======== Source information ========

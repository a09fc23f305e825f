use std::error::Error;
use std::fmt::{Display, Formatter};
use std::io;
use std::ops::RangeInclusive;

use thiserror::Error;

use crate::domain::{Outcome, Side};

#[derive(Debug, Error)]
pub enum ModelError {
    #[error("{0}")]
    UnknownLeague(#[from] UnknownLeague),

    #[error("{0}")]
    InvalidAttribute(#[from] InvalidAttribute),
}

#[derive(Debug, Error, Clone, PartialEq, Eq)]
#[error("unknown league '{name}'")]
pub struct UnknownLeague {
    pub name: String,
}

/// What an [`InvalidAttribute`] belongs to.
#[derive(Debug, Clone, Copy, PartialEq, Eq)]
pub enum Subject {
    Team(Option<Side>),
    Market,
}

impl Display for Subject {
    fn fmt(&self, f: &mut Formatter<'_>) -> std::fmt::Result {
        match self {
            Subject::Team(None) => write!(f, "team"),
            Subject::Team(Some(side)) => write!(f, "{side} team"),
            Subject::Market => write!(f, "market"),
        }
    }
}

#[derive(Debug, Clone, Copy, PartialEq, Eq)]
pub enum Field {
    XgFor,
    XgAgainst,
    PitchRank,
    SquadRating,
    ManagerRating,
    Price(Outcome),
}

impl Display for Field {
    fn fmt(&self, f: &mut Formatter<'_>) -> std::fmt::Result {
        match self {
            Field::XgFor => write!(f, "xG for"),
            Field::XgAgainst => write!(f, "xG against"),
            Field::PitchRank => write!(f, "pitch rank"),
            Field::SquadRating => write!(f, "squad rating"),
            Field::ManagerRating => write!(f, "manager rating"),
            Field::Price(outcome) => write!(f, "{} price", outcome.to_string().to_lowercase()),
        }
    }
}

#[derive(Debug, Error, Clone, PartialEq)]
#[error("{subject} {field} of {value} outside of {bounds:?}")]
pub struct InvalidAttribute {
    pub subject: Subject,
    pub field: Field,
    pub value: f64,
    pub bounds: RangeInclusive<f64>,
}
impl InvalidAttribute {
    /// Non-finite values are rejected regardless of `bounds`.
    pub fn check(
        subject: Subject,
        field: Field,
        value: f64,
        bounds: &RangeInclusive<f64>,
    ) -> Result<(), InvalidAttribute> {
        if value.is_finite() && bounds.contains(&value) {
            Ok(())
        } else {
            Err(InvalidAttribute {
                subject,
                field,
                value,
                bounds: bounds.clone(),
            })
        }
    }

    pub fn on_side(self, side: Side) -> Self {
        Self {
            subject: Subject::Team(Some(side)),
            ..self
        }
    }
}

#[derive(Debug, Error, Clone, Copy, PartialEq)]
#[error("fair price undefined for probability {prob}")]
pub struct UndefinedOdds {
    pub prob: f64,
}

#[derive(Debug, Error)]
#[error("{0}")]
pub struct ValidationError(#[from] pub Box<dyn Error + Send + Sync>);

impl From<anyhow::Error> for ValidationError {
    fn from(value: anyhow::Error) -> Self {
        ValidationError(value.into())
    }
}

#[derive(Debug, Error)]
pub enum RegistryError {
    #[error("{0}")]
    Io(#[from] io::Error),

    #[error("{0}")]
    Invalid(#[from] ValidationError),
}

========

> **Assignment**: Repeat each of the entries above precisely as given.

> **Exercise solution**:
repository a09fc23f305e825f
use std::error::Error;
use std::fmt::{Display, Formatter};
use std::io;
use std::ops::RangeInclusive;

use thiserror::Error;

use crate::domain::{Outcome, Side};

#[derive(Debug, Error)]
pub enum ModelError {
    #[error("{0}")]
    UnknownLeague(#[from] UnknownLeague),

    #[error("{0}")]
    InvalidAttribute(#[from] InvalidAttribute),
}

#[derive(Debug, Error, Clone, PartialEq, Eq)]
#[error("unknown league '{name}'")]
pub struct UnknownLeague {
    pub name: String,
}

/// What an [`InvalidAttribute`] belongs to.
#[derive(Debug, Clone, Copy, PartialEq, Eq)]
pub enum Subject {
    Team(Option<Side>),
    Market,
}

impl Display for Subject {
    fn fmt(&self, f: &mut Formatter<'_>) -> std::fmt::Result {
        match self {
            Subject::Team(None) => write!(f, "team"),
            Subject::Team(Some(side)) => write!(f, "{side} team"),
            Subject::Market => write!(f, "market"),
        }
    }
}

#[derive(Debug, Clone, Copy, PartialEq, Eq)]
pub enum Field {
    XgFor,
    XgAgainst,
    PitchRank,
    SquadRating,
    ManagerRating,
    Price(Outcome),
}

impl Display for Field {
    fn fmt(&self, f: &mut Formatter<'_>) -> std::fmt::Result {
        match self {
            Field::XgFor => write!(f, "xG for"),
            Field::XgAgainst => write!(f, "xG against"),
            Field::PitchRank => write!(f, "pitch rank"),
            Field::SquadRating => write!(f, "squad rating"),
            Field::ManagerRating => write!(f, "manager rating"),
            Field::Price(outcome) => write!(f, "{} price", outcome.to_string().to_lowercase()),
        }
    }
}

#[derive(Debug, Error, Clone, PartialEq)]
#[error("{subject} {field} of {value} outside of {bounds:?}")]
pub struct InvalidAttribute {
    pub subject: Subject,
    pub field: Field,
    pub value: f64,
    pub bounds: RangeInclusive<f64>,
}
impl InvalidAttribute {
    /// Non-finite values are rejected regardless of `bounds`.
    pub fn check(
        subject: Subject,
        field: Field,
        value: f64,
        bounds: &RangeInclusive<f64>,
    ) -> Result<(), InvalidAttribute> {
        if value.is_finite() && bounds.contains(&value) {
            Ok(())
        } else {
            Err(InvalidAttribute {
                subject,
                field,
                value,
                bounds: bounds.clone(),
            })
        }
    }

    pub fn on_side(self, side: Side) -> Self {
        Self {
            subject: Subject::Team(Some(side)),
            ..self
        }
    }
}

#[derive(Debug, Error, Clone, Copy, PartialEq)]
#[error("fair price undefined for probability {prob}")]
pub struct UndefinedOdds {
    pub prob: f64,
}

#[derive(Debug, Error)]
#[error("{0}")]
pub struct ValidationError(#[from] pub Box<dyn Error + Send + Sync>);

impl From<anyhow::Error> for ValidationError {
    fn from(value: anyhow::Error) -> Self {
        ValidationError(value.into())
    }
}

#[derive(Debug, Error)]
pub enum RegistryError {
    #[error("{0}")]
    Io(#[from] io::Error),

    #[error("{0}")]
    Invalid(#[from] ValidationError),
}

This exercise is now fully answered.